According to a chapter in Autism Acceptance, autism, or autism spectrum disorder refers to a range of conditions characterized by challenges with social skills, repetitive behaviors, speech and non verbal communication, as well as by unique strengths and differences. There’s many types of autism, caused by different combinations of genetic and environmental influences. To have a better understanding of autism spectrum disorder, you can check out organizations that are all about autism such as Autism Speaks and Autism Society.
It has been suggested that children with autism spectrum disorders are especially vulnerable to bullying. The Interactive Autism Network (IAN) published a survey in 2014 on bullying and children with ASD, showing findings that children with ASD are bullied at a rather high rate and are also often intentionally “triggered” into meltdowns or aggressive outbursts by ill-intentioned peers. For example, parents of autistic children who participated in the survey had been asked if their children had ever been bullied. A total of 63% of 1,167 children with ASD, ages 6-15, had been bullied at some point in their lives. Meanwhile, their unaffected siblings were asked about their bullying experiences. Of 795 typically-developed siblings, also age 6 through 15, 12% had been bullied in the past month. Children with ASD were bullied at a rate more than three times higher than their siblings.

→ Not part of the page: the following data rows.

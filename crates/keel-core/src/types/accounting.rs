//! Accounting: chart of accounts, journal entries, and their transaction
//! lines.
//!
//! The balance invariant (sum of debits equals sum of credits per entry)
//! lives in [`crate::ledger`]; these are the persisted shapes.

use chrono::{DateTime, NaiveDate, Utc};
use serde::{Deserialize, Serialize};

// =============================================================================
// Chart of Accounts
// =============================================================================

#[derive(Debug, Clone, Copy, PartialEq, Eq, Serialize, Deserialize)]
#[cfg_attr(feature = "sqlx", derive(sqlx::Type))]
#[cfg_attr(feature = "sqlx", sqlx(rename_all = "snake_case"))]
#[serde(rename_all = "snake_case")]
pub enum AccountType {
    Asset,
    Liability,
    Equity,
    Revenue,
    Expense,
}

/// A ledger account. Accounts form a tree via `parent_id`; `code` is the
/// human-facing identifier, unique per company.
#[derive(Debug, Clone, Serialize, Deserialize)]
#[cfg_attr(feature = "sqlx", derive(sqlx::FromRow))]
pub struct Account {
    pub id: String,
    pub company_id: String,
    pub code: String,
    pub name: String,
    pub account_type: AccountType,
    pub parent_id: Option<String>,
    pub is_active: bool,
    pub created_at: DateTime<Utc>,
    pub updated_at: DateTime<Utc>,
}

// =============================================================================
// Journal Entry
// =============================================================================

#[derive(Debug, Clone, Copy, PartialEq, Eq, Serialize, Deserialize)]
#[cfg_attr(feature = "sqlx", derive(sqlx::Type))]
#[cfg_attr(feature = "sqlx", sqlx(rename_all = "snake_case"))]
#[serde(rename_all = "snake_case")]
pub enum EntryStatus {
    Draft,
    Posted,
    Cancelled,
}

impl Default for EntryStatus {
    fn default() -> Self {
        EntryStatus::Draft
    }
}

/// A journal entry header. Its lines are [`Transaction`] rows; creating or
/// updating an entry always writes header and lines in one database
/// transaction.
#[derive(Debug, Clone, Serialize, Deserialize)]
#[cfg_attr(feature = "sqlx", derive(sqlx::FromRow))]
pub struct JournalEntry {
    pub id: String,
    pub company_id: String,
    pub entry_number: String,
    pub date: NaiveDate,
    pub description: String,
    pub reference: Option<String>,
    pub status: EntryStatus,
    pub created_by: Option<String>,
    pub created_at: DateTime<Utc>,
    pub updated_at: DateTime<Utc>,
}

/// One line of a journal entry: a debit or a credit against an account.
#[derive(Debug, Clone, Serialize, Deserialize)]
#[cfg_attr(feature = "sqlx", derive(sqlx::FromRow))]
pub struct Transaction {
    pub id: String,
    pub journal_entry_id: String,
    pub account_id: String,
    pub debit_cents: i64,
    pub credit_cents: i64,
    pub description: Option<String>,
    pub created_at: DateTime<Utc>,
    pub updated_at: DateTime<Utc>,
}

#[cfg(test)]
mod tests {
    use super::*;

    #[test]
    fn test_account_type_serializes_snake_case() {
        assert_eq!(
            serde_json::to_string(&AccountType::Liability).unwrap(),
            "\"liability\""
        );
    }

    #[test]
    fn test_entry_status_default_is_draft() {
        assert_eq!(EntryStatus::default(), EntryStatus::Draft);
    }
}
#[derive(Debug, Deserialize)]
struct DeliveryPayload {
    delivery_number: String,
    sales_order_id: Option<String>,
    customer_id: String,
    driver_id: Option<String>,
    pickup_address: String,
    delivery_address: String,
    customer_phone: Option<String>,
    scheduled_date: NaiveDate,
    scheduled_time: Option<NaiveTime>,
    #[serde(default = "default_delivery_status")]
    status: DeliveryStatus,
    #[serde(default = "default_priority")]
    priority: i64,
    distance_km: Option<i64>,
    #[serde(default)]
    delivery_fee_cents: i64,
    tracking_code: Option<String>,
    notes: Option<String>,
    internal_notes: Option<String>,
}

#[derive(Debug, Deserialize)]
struct AssignDriverPayload {
    driver_id: String,
}

#[derive(Debug, Deserialize)]
struct UpdateStatusPayload {
    status: DeliveryStatus,
}

#[derive(Debug, Deserialize)]
struct DeliveryItemPayload {
    item_id: String,
    quantity: i64,
    description: Option<String>,
    condition_on_delivery: Option<String>,
}

#[derive(Debug, Deserialize)]
struct RoutePayload {
    route_name: String,
    driver_id: Option<String>,
    date: NaiveDate,
    #[serde(default = "default_route_status")]
    status: RouteStatus,
    start_location: Option<String>,
    end_location: Option<String>,
    #[serde(default)]
    total_distance_km: i64,
    #[serde(default)]
    estimated_duration: i64,
    notes: Option<String>,
}

#[derive(Debug, Deserialize)]
struct AddDeliveryPayload {
    delivery_id: String,
    sequence: Option<i64>,
}

#[derive(Debug, Serialize)]
struct RouteResponse {
    #[serde(flatten)]
    route: DeliveryRoute,
    deliveries: Vec<RouteDelivery>,
}

fn default_true() -> bool {
    true
}

fn default_priority() -> i64 {
    1
}

fn default_delivery_status() -> DeliveryStatus {
    DeliveryStatus::Pending
}

fn default_route_status() -> RouteStatus {
    RouteStatus::Planned
}

// =============================================================================
// Drivers
// =============================================================================

async fn list_drivers(
    scope: CompanyScope,
    State(state): State<AppState>,
) -> ApiResult<Json<Vec<Driver>>> {
    Ok(Json(state.db.delivery().list_drivers(&scope.company_id).await?))
}
//! Authentication: register, login, token refresh, current user, and the
//! active-company switch.

use axum::extract::State;
use axum::http::StatusCode;
use axum::routing::{get, post};
use axum::{Json, Router};
use chrono::Utc;
use serde::{Deserialize, Serialize};

use crate::auth::{hash_password, verify_password, AuthUser};
use crate::error::{ApiError, ApiResult};
use crate::AppState;
use keel_core::validation::validate_name;
use keel_core::User;

pub fn router() -> Router<AppState> {
    Router::new()
        .route("/register", post(register))
        .route("/login", post(login))
        .route("/refresh", post(refresh))
        .route("/me", get(me))
        .route("/switch-company", post(switch_company))
}

// =============================================================================
// Payloads
// =============================================================================

#[derive(Debug, Deserialize)]
struct RegisterPayload {
    username: String,
    password: String,
    email: Option<String>,
    full_name: Option<String>,
}

#[derive(Debug, Deserialize)]
struct LoginPayload {
    username: String,
    password: String,
}

#[derive(Debug, Deserialize)]
struct RefreshPayload {
    refresh_token: String,
}

#[derive(Debug, Deserialize)]
struct SwitchCompanyPayload {
    company_id: String,
}

#[derive(Debug, Serialize)]
struct TokenResponse {
    access_token: String,
    refresh_token: String,
    user: User,
}

fn token_response(state: &AppState, user: User) -> ApiResult<TokenResponse> {
    Ok(TokenResponse {
        access_token: state.jwt.generate_access_token(&user.id)?,
        refresh_token: state.jwt.generate_refresh_token(&user.id)?,
        user,
    })
}

// =============================================================================
// Handlers
// =============================================================================

async fn register(
    State(state): State<AppState>,
    Json(payload): Json<RegisterPayload>,
) -> ApiResult<(StatusCode, Json<TokenResponse>)> {
    validate_name("username", &payload.username)?;
    if payload.password.len() < 8 {
        return Err(ApiError::Validation(
            "password must be at least 8 characters".to_string(),
        ));
    }

    let now = Utc::now();
    let user = User {
        id: keel_db::generate_id(),
        username: payload.username.trim().to_string(),
        email: payload.email,
        full_name: payload.full_name,
        password_hash: hash_password(&payload.password)?,
        active_company_id: None,
        is_active: true,
        created_at: now,
        updated_at: now,
    };

    state.db.users().insert(&user).await?;

    Ok((StatusCode::CREATED, Json(token_response(&state, user)?)))
}

async fn login(
    State(state): State<AppState>,
    Json(payload): Json<LoginPayload>,
) -> ApiResult<Json<TokenResponse>> {
    let user = state
        .db
        .users()
        .get_by_username(payload.username.trim())
        .await?
        .ok_or_else(|| ApiError::Unauthorized("Invalid credentials".to_string()))?;

    if !verify_password(&payload.password, &user.password_hash)? {
        return Err(ApiError::Unauthorized("Invalid credentials".to_string()));
    }

    if !user.is_active {
        return Err(ApiError::Forbidden("User is deactivated".to_string()));
    }

    Ok(Json(token_response(&state, user)?))
}

async fn refresh(
    State(state): State<AppState>,
    Json(payload): Json<RefreshPayload>,
) -> ApiResult<Json<TokenResponse>> {
    let claims = state.jwt.validate_refresh_token(&payload.refresh_token)?;

    let user = state
        .db
        .users()
        .get_by_id(&claims.sub)
        .await?
        .ok_or_else(|| ApiError::Unauthorized("Unknown user".to_string()))?;

    Ok(Json(token_response(&state, user)?))
}

async fn me(auth: AuthUser) -> Json<User> {
    Json(auth.user)
}

/// Switches the caller's active company. Membership is required; the switch
/// is what points every subsequent data request at the new tenant.
async fn switch_company(
    auth: AuthUser,
    State(state): State<AppState>,
    Json(payload): Json<SwitchCompanyPayload>,
) -> ApiResult<Json<User>> {
    let is_member = state
        .db
        .companies()
        .is_member(&auth.user.id, &payload.company_id)
        .await?;

    if !is_member {
        return Err(ApiError::Forbidden(
            "Not a member of the requested company".to_string(),
        ));
    }

    state
        .db
        .users()
        .set_active_company(&auth.user.id, Some(&payload.company_id))
        .await?;

    let user = state
        .db
        .users()
        .get_by_id(&auth.user.id)
        .await?
        .ok_or_else(|| ApiError::Internal("User vanished during switch".to_string()))?;

    Ok(Json(user))
}
//! # keel-core: Pure Business Logic for Keel ERP
//!
//! This crate is the heart of Keel. It contains every business rule as pure
//! functions and plain data types, with zero I/O dependencies.
//!
//! ## Architecture Position
//! ```text
//! ┌─────────────────────────────────────────────────────────────────────────┐
//! │                         Keel Architecture                               │
//! │                                                                         │
//! │  ┌─────────────────────────────────────────────────────────────────┐   │
//! │  │                  apps/erp-api (axum REST)                       │   │
//! │  │    /api/accounting  /api/inventory  /api/pos  /api/sales  ...   │   │
//! │  └─────────────────────────────┬───────────────────────────────────┘   │
//! │                                │                                        │
//! │  ┌─────────────────────────────▼───────────────────────────────────┐   │
//! │  │                ★ keel-core (THIS CRATE) ★                       │   │
//! │  │                                                                 │   │
//! │  │   ┌───────────┐  ┌───────────┐  ┌───────────┐  ┌───────────┐  │   │
//! │  │   │   types   │  │   money   │  │  ledger   │  │   stock   │  │   │
//! │  │   │  records  │  │   cents   │  │  balance  │  │ allocation│  │   │
//! │  │   └───────────┘  └───────────┘  └───────────┘  └───────────┘  │   │
//! │  │                                                                 │   │
//! │  │   NO I/O • NO DATABASE • NO NETWORK • PURE FUNCTIONS           │   │
//! │  └─────────────────────────────┬───────────────────────────────────┘   │
//! │                                │                                        │
//! │  ┌─────────────────────────────▼───────────────────────────────────┐   │
//! │  │                  keel-db (Database Layer)                       │   │
//! │  │            SQLite queries, migrations, repositories             │   │
//! │  └─────────────────────────────────────────────────────────────────┘   │
//! └─────────────────────────────────────────────────────────────────────────┘
//! ```
//!
//! ## Modules
//!
//! - [`types`] - Domain records for every ERP module (companies, accounting,
//!   inventory, sales, procurement, pos, hr, crm, delivery, ecommerce,
//!   website)
//! - [`money`] - Money type with integer arithmetic (no floating point!)
//! - [`ledger`] - Double-entry balance validation for journal entries
//! - [`stock`] - Multi-warehouse stock availability and deduction planning
//! - [`totals`] - Line-item document totals arithmetic
//! - [`numbering`] - Date-prefixed document number generation
//! - [`validation`] - Field-level input validation
//! - [`error`] - Domain error types
//!
//! ## Design Principles
//!
//! 1. **Pure Functions**: same input, same output - always
//! 2. **No I/O**: database, network, file system access is FORBIDDEN here
//! 3. **Integer Money**: all monetary values are cents (i64)
//! 4. **Explicit Errors**: typed errors, never strings or panics

// =============================================================================
// Module Declarations
// =============================================================================

pub mod error;
pub mod ledger;
pub mod money;
pub mod numbering;
pub mod stock;
pub mod totals;
pub mod types;
pub mod validation;

// =============================================================================
// Re-exports for Convenience
// =============================================================================

pub use error::{CoreError, CoreResult, ValidationError};
pub use money::Money;
pub use types::*;

// =============================================================================
// Crate-Level Constants
// =============================================================================

/// Maximum line items allowed on a single document (journal entry, sale,
/// order, invoice). Keeps runaway payloads out of the transaction path.
pub const MAX_DOCUMENT_LINES: usize = 200;

/// Maximum quantity of a single item on one document line.
pub const MAX_LINE_QUANTITY: i64 = 1_000_000;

You may be wondering, how can I take action? How to observe autism awareness month? Well, there are so many possibilities. Find out and participate in local group activities by local autism organizations. Read autism books to understand it. Donate to Autism Awareness Organizations, to further their efforts and encourage their strong support for the community.
I am not part of the autism community whatsoever, so please do not take what I write into heart as factual. Like you, I’m trying to understand it too. To have a better understanding of autism spectrum disorder, you check out organizations and people that advocate for autism such as Siena Castellon and the Autistic Self Advocacy Network.
“I am different, not less.” - Dr. Temple Grandin, one of the first individuals on the autism spectrum to document the insights she gained from her personal experience of autism.
ABOUT THE AUTHOR
My name is Emily and I'm an ordinary person who aspires to do something extraordinary. My hobbies include baking, reading, journaling, writing, and sometimes attempting new things. Most importantly, I believe that every person deserves to live with promise and hope. However there are still a lot of people that have to deal with bullying every single day, thus I want to change that. I want to be part of the solution, part of the change, and as Anne Frank once said, "How wonderful it is that nobody need wait a single moment before starting to improve the world."